From the top down, this is utterly absorbing television. Consider the title sequence for a moment. In an age where they are fast-becoming a lost art and network executives are keen to discard them in favor of an additional commercial break, the intro to Game of Thrones goes far beyond simple context, seizing the opportunity to define itself for the viewer with both hands. It begins with a giant eye burning like the sun; a symbol of raging, conflicting energy that is at once both the source of all life and power, and at the same time something that possesses the potential to be utterly destructive.

From there we’re gifted a clockwork, steampunk illustration of the sprawling corners of the Seven Kindoms, each carefully detailed to illustrate not just the staggering geography of the realm, but also the individual character of each location. From the decadent towers of King’s Landing, through the rustic forages of Winterfell, to the bleak, icy desolation of The Wall marking the edge of the civilized world, the character of this universe is instantly, expertly conveyed. Truly great title sequences (think Twin Peaks, or the X-Files) act as a transitional barrier, adjusting your filter in preparation of something otherworldly to come, and Game of Thrones accomplishes this better than any show in recent memory.

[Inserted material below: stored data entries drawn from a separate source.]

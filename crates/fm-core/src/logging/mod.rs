//! Structured logging for fuzzermon.
//!
//! Provides dual-mode logging:
//! - Human-readable console output for interactive use
//! - Machine-parseable JSONL for the long-running server
//!
//! # Usage
//!
//! ```ignore
//! use fm_core::logging::{init_logging, event_names, LogConfig, Stage};
//!
//! let config = LogConfig::from_env(None, None, None);
//! init_logging(&config);
//!
//! tracing::info!(
//!     event = event_names::SERVER_STARTED,
//!     stage = %Stage::Serve,
//!     "listening"
//! );
//! ```
//!
//! stdout is reserved for command payloads (outcomes, summaries, schemas);
//! all log output goes to stderr.

pub mod config;
pub mod events;
pub mod layer;

pub use config::{LogConfig, LogFormat, LogLevel};
pub use events::{event_names, Level, Stage};
pub use layer::JsonlLayer;

use std::io::IsTerminal;

use tracing_subscriber::filter::LevelFilter;
use tracing_subscriber::layer::SubscriberExt;
use tracing_subscriber::util::SubscriberInitExt;
use tracing_subscriber::{fmt, EnvFilter};

/// Initialize the logging subsystem.
///
/// Must be called once at startup before any logging occurs. A second call
/// is a no-op. `RUST_LOG` directives, when present, replace the level filter
/// entirely.
pub fn init_logging(config: &LogConfig) {
    let filter = EnvFilter::builder()
        .with_default_directive(LevelFilter::from(config.level).into())
        .from_env_lossy();

    let result = match config.format {
        LogFormat::Human => {
            let use_ansi = std::io::stderr().is_terminal();
            let fmt_layer = fmt::layer()
                .with_writer(std::io::stderr)
                .with_target(false)
                .with_ansi(use_ansi);

            if config.timestamps {
                tracing_subscriber::registry()
                    .with(filter)
                    .with(fmt_layer)
                    .try_init()
            } else {
                tracing_subscriber::registry()
                    .with(filter)
                    .with(fmt_layer.without_time())
                    .try_init()
            }
        }
        LogFormat::Jsonl => tracing_subscriber::registry()
            .with(filter)
            .with(JsonlLayer::stderr())
            .try_init(),
    };

    if result.is_err() {
        tracing::debug!("logging already initialized");
    }
}

/// Generate a correlation id for one ingestion.
pub fn generate_ingest_id() -> String {
    format!("ing-{}", uuid::Uuid::new_v4().simple())
}

/// Shorten a possibly long string for a log field.
pub fn truncate_for_log(s: &str, max_len: usize) -> String {
    if s.len() <= max_len {
        return s.to_string();
    }
    let mut end = max_len;
    while !s.is_char_boundary(end) {
        end -= 1;
    }
    format!("{}...(truncated)", &s[..end])
}

#[cfg(test)]
mod tests {
    use super::*;

    #[test]
    fn test_generate_ingest_id() {
        let a = generate_ingest_id();
        let b = generate_ingest_id();
        assert!(a.starts_with("ing-"));
        assert_eq!(a.len(), 4 + 32);
        assert_ne!(a, b);
    }

    #[test]
    fn test_truncate_short() {
        assert_eq!(truncate_for_log("short", 10), "short");
    }

    #[test]
    fn test_truncate_long_respects_char_boundary() {
        let s = "ééééé";
        let out = truncate_for_log(s, 3);
        assert!(out.starts_with('é'));
        assert!(out.ends_with("...(truncated)"));
    }

    #[test]
    fn test_init_twice_does_not_panic() {
        let config = LogConfig::default().with_level(LogLevel::Off);
        init_logging(&config);
        init_logging(&config);
    }
}
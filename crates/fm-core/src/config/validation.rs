//! Semantic validation for configuration files.
//!
//! Serde catches wrong shapes and types; this module catches values that
//! parse but cannot work (port 0, no workers, a metrics path shadowing an
//! API route).

use std::net::{IpAddr, SocketAddr};

use thiserror::Error;

use super::FuzzermonConfig;

/// Upper bound on request workers.
pub const MAX_WORKERS: usize = 256;

/// Paths the server already routes; the metrics endpoint may not take them.
const RESERVED_PATHS: [&str; 3] = ["/upload_batch", "/health", "/api"];

/// Errors that can occur during semantic validation.
#[derive(Debug, Error, PartialEq, Eq)]
pub enum ValidationError {
    #[error("server.bind '{value}' is not an IP address")]
    BindAddress { value: String },

    #[error("server.port must be non-zero")]
    PortZero,

    #[error("server.workers must be in 1..={max} (got {value})")]
    WorkersRange { value: usize, max: usize },

    #[error("server.max_body_bytes must be non-zero")]
    BodyLimitZero,

    #[error("server.session_cookie '{value}' is not a valid cookie name")]
    CookieName { value: String },

    #[error("storage.busy_timeout_ms must be non-zero")]
    BusyTimeoutZero,

    #[error("storage.database must not be empty")]
    DatabasePathEmpty,

    #[error("metrics.path '{value}' must start with '/' and not shadow {reserved}")]
    MetricsPath { value: String, reserved: String },
}

pub(crate) fn parse_socket_addr(bind: &str, port: u16) -> Result<SocketAddr, ValidationError> {
    bind.parse::<IpAddr>()
        .map(|ip| SocketAddr::new(ip, port))
        .map_err(|_| ValidationError::BindAddress {
            value: bind.to_string(),
        })
}

fn is_cookie_token(name: &str) -> bool {
    !name.is_empty()
        && name
            .bytes()
            .all(|b| b.is_ascii_alphanumeric() || matches!(b, b'_' | b'-' | b'.'))
}

/// Validate a fully loaded configuration.
pub fn validate_config(config: &FuzzermonConfig) -> Result<(), ValidationError> {
    let server = &config.server;
    parse_socket_addr(&server.bind, server.port)?;
    if server.port == 0 {
        return Err(ValidationError::PortZero);
    }
    if server.workers == 0 || server.workers > MAX_WORKERS {
        return Err(ValidationError::WorkersRange {
            value: server.workers,
            max: MAX_WORKERS,
        });
    }
    if server.max_body_bytes == 0 {
        return Err(ValidationError::BodyLimitZero);
    }
    if !is_cookie_token(&server.session_cookie) {
        return Err(ValidationError::CookieName {
            value: server.session_cookie.clone(),
        });
    }

    if config.storage.busy_timeout_ms == 0 {
        return Err(ValidationError::BusyTimeoutZero);
    }
    if config.storage.database.as_os_str().is_empty() {
        return Err(ValidationError::DatabasePathEmpty);
    }

    let path = &config.metrics.path;
    let shadows = |reserved: &str| path == reserved || path.starts_with(&format!("{}/", reserved));
    if config.metrics.enabled
        && (!path.starts_with('/') || path == "/" || RESERVED_PATHS.iter().any(|r| shadows(r)))
    {
        return Err(ValidationError::MetricsPath {
            value: path.clone(),
            reserved: RESERVED_PATHS.join(", "),
        });
    }

    Ok(())
}
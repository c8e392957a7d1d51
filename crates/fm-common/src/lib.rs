//! Fuzzermon common types, IDs, and errors.
//!
//! This crate provides foundational types shared across fm-core modules:
//! - Storage identity types for every persisted entity
//! - Plain entity records read back by dashboards
//! - The ingestion error taxonomy and its user-visible categories
//! - The structured ingestion outcome returned to fuzzer hosts
//! - Output and numeric display formats

pub mod display;
pub mod error;
pub mod id;
pub mod model;
pub mod outcome;
pub mod output;

pub use display::DisplayMode;
pub use error::{ErrorCategory, FailureCategory, IngestError, Result};
pub use id::{ArchId, BatchId, FailureId, HostId, OpcodeId, SessionId, SignalErrorId, SuccessId, UserId};
pub use model::{
    Arch, BatchRecord, FailureInputRow, FailureStateRow, Host, Opcode, SignalErrorInputRow,
    TestFailureRecord, TestSignalErrorRecord, TestSuccessRecord, User,
};
pub use outcome::IngestOutcome;
pub use output::OutputFormat;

When last we set foot in the realm the seemingly endless backstabbing, duplicitous double-dealing, and the odd barefaced murder had left things in a state of flux and the series wastes no time is staking out its overriding arc for the season. To borrow a contemporary phrase, it’s on! With Ned Stark dead, Joffrey – surely destined to go down as one of TV’s all time great psychopaths – sits upon the Iron Throne. Jamie Lannister is prisoner to Robb Stark, whose cunning on the battlefield have put the Lannister’s on the backfoot. Tyrion has been named Hand of the King, an act that his sister, Cersei, Joffrey’s mother, feels threatens her influence.

Elsewhere, Jon Snow and the Night’s Watch have ventured north of The Wall to assess the potential threat of the mythical White Walkers, fearful rumors of the return of which persist. Across the Narrow Sea, Daenerys Targaryn plots her revenge, nurturing the growth of her secret weapon – dragons!

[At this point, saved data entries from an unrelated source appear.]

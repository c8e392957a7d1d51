//! Prometheus metrics for the ingestion service.
//!
//! ## Metrics
//!
//! **Counters:**
//! - `fm_batches_total`: batches by outcome (committed/rejected)
//! - `fm_entries_total`: committed entries by type
//! - `fm_ingest_failures_total`: rejected batches by failure category
//! - `fm_http_requests_total`: requests by route and status
//!
//! **Histograms:**
//! - `fm_ingest_duration_seconds`: wall time of one ingestion by outcome
//!
//! **Info:**
//! - `fm_build_info`: version

use prometheus::{
    Encoder, HistogramOpts, HistogramVec, IntCounterVec, IntGauge, Opts, Registry, TextEncoder,
};

use crate::batch::EntryKind;
use crate::ingest::{IngestFailure, IngestReport};

/// Prometheus metrics collection for the server.
///
/// Cloning shares the underlying counters; every worker holds a clone.
#[derive(Clone)]
pub struct IngestMetrics {
    pub registry: Registry,

    pub batches_total: IntCounterVec,
    pub entries_total: IntCounterVec,
    pub ingest_failures_total: IntCounterVec,
    pub http_requests_total: IntCounterVec,

    pub ingest_duration_seconds: HistogramVec,
}

impl IngestMetrics {
    /// Create a new metrics collection and register all metrics.
    pub fn new() -> Result<Self, prometheus::Error> {
        let registry = Registry::new();

        let batches_total = IntCounterVec::new(
            Opts::new("fm_batches_total", "Uploaded batches by outcome"),
            &["outcome"],
        )?;
        registry.register(Box::new(batches_total.clone()))?;

        let entries_total = IntCounterVec::new(
            Opts::new("fm_entries_total", "Committed batch entries by type"),
            &["type"],
        )?;
        registry.register(Box::new(entries_total.clone()))?;

        let ingest_failures_total = IntCounterVec::new(
            Opts::new(
                "fm_ingest_failures_total",
                "Rejected batches by failure category",
            ),
            &["category"],
        )?;
        registry.register(Box::new(ingest_failures_total.clone()))?;

        let http_requests_total = IntCounterVec::new(
            Opts::new("fm_http_requests_total", "HTTP requests by route and status"),
            &["route", "status"],
        )?;
        registry.register(Box::new(http_requests_total.clone()))?;

        let ingest_duration_seconds = HistogramVec::new(
            HistogramOpts::new(
                "fm_ingest_duration_seconds",
                "Batch ingestion duration in seconds",
            )
            .buckets(vec![0.001, 0.005, 0.01, 0.05, 0.1, 0.5, 1.0, 5.0]),
            &["outcome"],
        )?;
        registry.register(Box::new(ingest_duration_seconds.clone()))?;

        let build_info = IntGauge::with_opts(
            Opts::new("fm_build_info", "Build information")
                .const_label("version", env!("CARGO_PKG_VERSION")),
        )?;
        build_info.set(1);
        registry.register(Box::new(build_info))?;

        // Pre-create label sets so dashboards see zeros before the first upload.
        for outcome in ["committed", "rejected"] {
            batches_total.with_label_values(&[outcome]);
        }
        for kind in EntryKind::ALL {
            entries_total.with_label_values(&[kind.as_str()]);
        }

        Ok(Self {
            registry,
            batches_total,
            entries_total,
            ingest_failures_total,
            http_requests_total,
            ingest_duration_seconds,
        })
    }

    /// Record a committed batch.
    pub fn record_committed(&self, report: &IngestReport, duration_secs: f64) {
        self.batches_total.with_label_values(&["committed"]).inc();
        self.ingest_duration_seconds
            .with_label_values(&["committed"])
            .observe(duration_secs);

        let tally = report.entry_kinds;
        for (kind, n) in [
            (EntryKind::Success, tally.success),
            (EntryKind::Failure, tally.failure),
            (EntryKind::UnexpectedSignal, tally.unexpected_signal),
        ] {
            self.entries_total
                .with_label_values(&[kind.as_str()])
                .inc_by(n as u64);
        }
    }

    /// Record a rejected batch.
    pub fn record_rejected(&self, failure: &IngestFailure, duration_secs: f64) {
        self.record_rejected_category(failure.error.failure_category().as_str());
        self.ingest_duration_seconds
            .with_label_values(&["rejected"])
            .observe(duration_secs);
    }

    /// Record a batch rejected before ingestion started (oversized body).
    pub fn record_rejected_category(&self, category: &str) {
        self.batches_total.with_label_values(&["rejected"]).inc();
        self.ingest_failures_total
            .with_label_values(&[category])
            .inc();
    }

    pub fn record_request(&self, route: &str, status: u16) {
        self.http_requests_total
            .with_label_values(&[route, &status.to_string()])
            .inc();
    }

    /// Render all metrics in Prometheus text exposition format.
    pub fn render(&self) -> Result<String, prometheus::Error> {
        let encoder = TextEncoder::new();
        let metric_families = self.registry.gather();
        let mut buffer = Vec::new();
        encoder.encode(&metric_families, &mut buffer)?;
        Ok(String::from_utf8_lossy(&buffer).into_owned())
    }
}

#[cfg(test)]
mod tests {
    use super::*;
    use crate::ingest::run_ingest;
    use crate::store::Store;

    #[test]
    fn test_metrics_creation() {
        let metrics = IngestMetrics::new().unwrap();
        let output = metrics.render().unwrap();
        assert!(output.contains("fm_build_info"));
        assert!(output.contains(&format!("version=\"{}\"", env!("CARGO_PKG_VERSION"))));
        assert!(output.contains("fm_batches_total{outcome=\"committed\"} 0"));
    }

    #[test]
    fn test_committed_and_rejected_batches() {
        let metrics = IngestMetrics::new().unwrap();
        let mut store = Store::open_in_memory().unwrap();

        let report = run_ingest(
            &mut store,
            br#"{"fuzzer-host":"fh","fuzzer-user":"u","testing-host":"th","arch":"x86",
                "entries":[{"type":"success","opcode":"ADD","count":1},
                           {"type":"success","opcode":"SUB","count":2}]}"#,
        )
        .unwrap();
        metrics.record_committed(&report, 0.01);

        let failure = run_ingest(&mut store, b"[]").unwrap_err();
        metrics.record_rejected(&failure, 0.002);
        metrics.record_rejected_category("invalid_value");

        let output = metrics.render().unwrap();
        assert!(output.contains("fm_batches_total{outcome=\"committed\"} 1"));
        assert!(output.contains("fm_batches_total{outcome=\"rejected\"} 2"));
        assert!(output.contains("fm_entries_total{type=\"success\"} 2"));
        assert!(output.contains("fm_ingest_failures_total{category=\"type_error\"} 1"));
        assert!(output.contains("fm_ingest_failures_total{category=\"invalid_value\"} 1"));
        assert!(output.contains("# TYPE fm_ingest_duration_seconds histogram"));
    }

    #[test]
    fn test_request_counter() {
        let metrics = IngestMetrics::new().unwrap();
        metrics.record_request("upload_batch", 200);
        metrics.record_request("upload_batch", 200);
        metrics.record_request("not_found", 404);
        let output = metrics.render().unwrap();
        assert!(output.contains("fm_http_requests_total{route=\"upload_batch\",status=\"200\"} 2"));
        assert!(output.contains("fm_http_requests_total{route=\"not_found\",status=\"404\"} 1"));
    }
}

This season introduces us to a new faction of squabbling, entitled aristocracy in the form of Stannis Baratheon, the late King Robert’s younger brother. A brooding, moralistic power-monger, backed by an enigmatic cultist of as yet unrevealed power, Stannis seems intent of marching his not inconsiderable banners to the doorstep of King’s Landing to claim the Iron Throne he views has his by right.

With it’s extensive glossary of characters, vast, expansive geography, and moment-to-moment switching of allegiances by any and all of its principle players, Game of Thrones is nothing if not demanding of your attention, but rewards you for it richly. Given how much of the show is in fact just a series of hushed, provocative conversations – the content of which are both instantly revealing of character and yet hugely ambiguous as to intention at the same time – it is a testament to the quality of the writing that such a consistently palpable sense of suspense is maintained episode after episode.

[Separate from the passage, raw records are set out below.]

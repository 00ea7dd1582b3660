// crates/bagport-core/src/parquet_out.rs

use std::fs::File;
use std::path::Path;

use polars::io::parquet::write::{ParquetCompression, ParquetWriter, StatisticsOptions};
use polars::prelude::DataFrame;

use crate::error::{ExportError, Result};

/// Serializes a frame to parquet at `path`, overwriting any existing file.
///
/// Column names and coerced dtypes are carried into the embedded schema;
/// downstream consumers rely on the numeric columns being actually typed.
/// Returns the number of bytes written.
pub fn write_dataframe(table: &str, frame: &mut DataFrame, path: &Path) -> Result<u64> {
    let file = File::create(path).map_err(|err| ExportError::WriteFailure {
        table: table.to_string(),
        source: err.into(),
    })?;

    ParquetWriter::new(file)
        .with_compression(ParquetCompression::Zstd(None))
        .with_statistics(StatisticsOptions::default())
        .finish(frame)
        .map_err(|err| ExportError::WriteFailure {
            table: table.to_string(),
            source: err,
        })
}
// crates/bagport-core/src/progress.rs

/// Narrow status-reporting seam. The pipeline calls this once per table
/// boundary and periodically during long row scans; rendering (throttling,
/// terminal redraw, number formatting) is entirely the sink's business.
pub trait ProgressSink: Send + Sync {
    fn update(&self, processed: u64, total: u64, label: &str);
}

/// Discards every update. Useful for tests and headless runs.
#[derive(Debug, Default)]
pub struct NullProgress;

impl ProgressSink for NullProgress {
    fn update(&self, _processed: u64, _total: u64, _label: &str) {}
}

/// Forwards updates to the structured log stream.
#[derive(Debug, Default)]
pub struct TracingProgress;

impl ProgressSink for TracingProgress {
    fn update(&self, processed: u64, total: u64, label: &str) {
        tracing::info!(processed, total, label, "progress");
    }
}
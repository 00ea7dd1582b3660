// crates/bagport-core/src/materialize.rs
//
// Snapshots one source table into a per-connection temp working copy, reads
// the working copy into a typed frame, and repairs coerced columns. The
// working copy is dropped on every exit path.

use polars::prelude::*;
use sqlx::pool::PoolConnection;
use sqlx::sqlite::SqliteRow;
use sqlx::{Row, Sqlite, TypeInfo, ValueRef};
use tracing::{debug, warn};

use crate::coerce;
use crate::db::{quote_ident, quote_literal};
use crate::error::{ExportError, Result};
use crate::progress::ProgressSink;

const PROGRESS_EVERY: usize = 50_000;

/// Working-copy names are scoped by source table so that two in-flight table
/// pipelines can never collide, even on a shared connection.
pub fn working_copy_name(table: &str) -> String {
    format!("wc_{table}")
}

/// Materializes `table` into a typed frame.
///
/// The whole sequence runs on one pooled connection because SQLite temp
/// tables are connection-local. A failed drop after an otherwise successful
/// materialization is surfaced to the caller; a failed drop following an
/// earlier error is logged and the original error wins.
pub async fn materialize(
    conn: &mut PoolConnection<Sqlite>,
    table: &str,
    progress: &dyn ProgressSink,
) -> Result<DataFrame> {
    let wc = working_copy_name(table);
    sqlx::query(&format!(
        "CREATE TEMP TABLE {} AS SELECT * FROM {}",
        quote_ident(&wc),
        quote_ident(table)
    ))
    .execute(&mut **conn)
    .await?;
    debug!(table, working_copy = %wc, "created working copy");

    let loaded = load_frame(conn, table, &wc, progress).await;
    let dropped = sqlx::query(&format!("DROP TABLE temp.{}", quote_ident(&wc)))
        .execute(&mut **conn)
        .await;

    match (loaded, dropped) {
        (Ok(frame), Ok(_)) => Ok(frame),
        (Ok(_), Err(drop_err)) => Err(ExportError::from(drop_err)),
        (Err(err), Ok(_)) => Err(err),
        (Err(err), Err(drop_err)) => {
            warn!(table, error = %drop_err, "failed to drop working copy after error");
            Err(err)
        }
    }
}

async fn load_frame(
    conn: &mut PoolConnection<Sqlite>,
    table: &str,
    wc: &str,
    progress: &dyn ProgressSink,
) -> Result<DataFrame> {
    let names = column_names(conn, wc).await?;

    let rows = sqlx::query(&format!("SELECT * FROM temp.{}", quote_ident(wc)))
        .fetch_all(&mut **conn)
        .await?;
    let total = rows.len();

    let mut cells: Vec<Vec<Cell>> = names
        .iter()
        .map(|_| Vec::with_capacity(total))
        .collect();

    for (row_idx, row) in rows.iter().enumerate() {
        for (col_idx, name) in names.iter().enumerate() {
            cells[col_idx].push(decode_cell(row, col_idx, table, name)?);
        }
        if (row_idx + 1) % PROGRESS_EVERY == 0 {
            progress.update((row_idx + 1) as u64, total as u64, table);
        }
    }

    let columns = names
        .iter()
        .zip(cells)
        .map(|(name, column)| build_series(name, column).into_column())
        .collect();
    let mut frame = DataFrame::new(columns)?;

    let coerced: Vec<Series> = frame
        .get_columns()
        .iter()
        .filter_map(|column| {
            coerce::coerce_series(table, column.as_materialized_series()).transpose()
        })
        .collect::<Result<_>>()?;
    for series in coerced {
        frame.with_column(series)?;
    }

    debug!(table, rows = frame.height(), columns = frame.width(), "materialized table");
    Ok(frame)
}

async fn column_names(conn: &mut PoolConnection<Sqlite>, wc: &str) -> Result<Vec<String>> {
    let names = sqlx::query_scalar::<_, String>(&format!(
        "SELECT name FROM pragma_table_info({}) ORDER BY cid",
        quote_literal(wc)
    ))
    .fetch_all(&mut **conn)
    .await?;
    Ok(names)
}

/// One SQLite value, keyed by its runtime storage class.
enum Cell {
    Null,
    Int(i64),
    Float(f64),
    Text(String),
}

fn decode_cell(row: &SqliteRow, index: usize, table: &str, column: &str) -> Result<Cell> {
    let raw = row.try_get_raw(index)?;
    if raw.is_null() {
        return Ok(Cell::Null);
    }
    match raw.type_info().name() {
        "INTEGER" => Ok(Cell::Int(row.try_get(index)?)),
        "REAL" => Ok(Cell::Float(row.try_get(index)?)),
        "TEXT" => Ok(Cell::Text(row.try_get(index)?)),
        other => Err(ExportError::UnsupportedColumn {
            table: table.to_string(),
            column: column.to_string(),
            class: other.to_string(),
        }),
    }
}

/// SQLite columns are dynamically typed, so a column's frame type is the
/// widest storage class observed: Int < Float < Text. A column of nothing
/// but nulls becomes an all-null text column.
fn build_series(name: &str, cells: Vec<Cell>) -> Series {
    #[derive(Clone, Copy, PartialEq, PartialOrd)]
    enum Widest {
        Unknown,
        Int,
        Float,
        Text,
    }

    let mut widest = Widest::Unknown;
    for cell in &cells {
        let observed = match cell {
            Cell::Null => Widest::Unknown,
            Cell::Int(_) => Widest::Int,
            Cell::Float(_) => Widest::Float,
            Cell::Text(_) => Widest::Text,
        };
        if observed > widest {
            widest = observed;
        }
    }

    match widest {
        Widest::Unknown => Series::full_null(name.into(), cells.len(), &DataType::String),
        Widest::Int => {
            let values: Vec<Option<i64>> = cells
                .into_iter()
                .map(|cell| match cell {
                    Cell::Int(v) => Some(v),
                    _ => None,
                })
                .collect();
            Series::new(name.into(), values)
        }
        Widest::Float => {
            let values: Vec<Option<f64>> = cells
                .into_iter()
                .map(|cell| match cell {
                    Cell::Int(v) => Some(v as f64),
                    Cell::Float(v) => Some(v),
                    _ => None,
                })
                .collect();
            Series::new(name.into(), values)
        }
        Widest::Text => {
            let values: Vec<Option<String>> = cells
                .into_iter()
                .map(|cell| match cell {
                    Cell::Null => None,
                    Cell::Int(v) => Some(v.to_string()),
                    Cell::Float(v) => Some(v.to_string()),
                    Cell::Text(v) => Some(v),
                })
                .collect();
            Series::new(name.into(), values)
        }
    }
}
// crates/bagport-core/src/db.rs

use std::path::Path;

use sqlx::sqlite::{SqliteConnectOptions, SqlitePool, SqlitePoolOptions};

use crate::error::{ExportError, Result};

/// Opens a pool over an existing BAG SQLite database.
///
/// The file must already exist; a missing or unreadable database surfaces as
/// `SourceUnavailable` before any table is touched. The pool is the one
/// long-lived handle of a run and is passed explicitly to every stage.
pub async fn connect(path: &Path) -> Result<SqlitePool> {
    let options = SqliteConnectOptions::new()
        .filename(path)
        .create_if_missing(false);

    SqlitePoolOptions::new()
        .max_connections(4)
        .connect_with(options)
        .await
        .map_err(ExportError::SourceUnavailable)
}

/// Double-quote an identifier for interpolation into SQL. SQLite table and
/// column names come out of `sqlite_master`, so they can be arbitrary text.
pub(crate) fn quote_ident(name: &str) -> String {
    format!("\"{}\"", name.replace('"', "\"\""))
}

pub(crate) fn quote_literal(value: &str) -> String {
    format!("'{}'", value.replace('\'', "''"))
}

#[cfg(test)]
mod tests {
    use super::*;

    #[test]
    fn quoting_escapes_embedded_quotes() {
        assert_eq!(quote_ident("pand"), "\"pand\"");
        assert_eq!(quote_ident("we\"ird"), "\"we\"\"ird\"");
        assert_eq!(quote_literal("it's"), "'it''s'");
    }

    #[tokio::test]
    async fn connect_refuses_missing_database() {
        let path = std::env::temp_dir().join("bagport-does-not-exist.sqlite");
        let err = connect(&path).await.unwrap_err();
        assert!(matches!(err, ExportError::SourceUnavailable(_)));
    }
}
// crates/bagport-core/src/error.rs

use thiserror::Error;

#[derive(Error, Debug)]
pub enum ExportError {
    #[error("Configuration error: {0}")]
    Configuration(String),

    #[error("Source database unavailable: {0}")]
    SourceUnavailable(#[source] sqlx::Error),

    #[error("Table {table}: column {column} holds {value:?}, which is not a valid {expected}")]
    CoercionFailure {
        table: String,
        column: String,
        value: String,
        expected: &'static str,
    },

    #[error("Table {table}: column {column} uses unsupported storage class {class}")]
    UnsupportedColumn {
        table: String,
        column: String,
        class: String,
    },

    #[error("Table {table}: writing local parquet failed: {source}")]
    WriteFailure {
        table: String,
        #[source]
        source: polars::error::PolarsError,
    },

    #[error("Table {table}: upload failed: {source}")]
    UploadFailure {
        table: String,
        #[source]
        source: bagport_bucket::StoreError,
    },

    #[error("Database query failed: {0}")]
    Sqlx(#[from] sqlx::Error),

    #[error("File I/O error: {0}")]
    Io(#[from] std::io::Error),

    #[error("Polars operation failed: {0}")]
    Polars(#[from] polars::error::PolarsError),
}

pub type Result<T> = std::result::Result<T, ExportError>;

With a number of expertly crafted two-handers, many built around the theme of mothers and sons competing for the crown, the standout in this second season opener was surely between the deliciously dangerous Cercei and the mercurial Petyr Baelish, musing on the nature of power. Lord Baelish views power as an instrument of subtlety, the full extent of which should be closely guarded. Cercei, on the other hand, views it as a weapon of fear, to be wielded in full view of those who might otherwise move against you. In the moment, Cercei emerged victorious, but the game of thrones is a long one where guile is every bit as crucial as strength, and there are many rounds still to be played.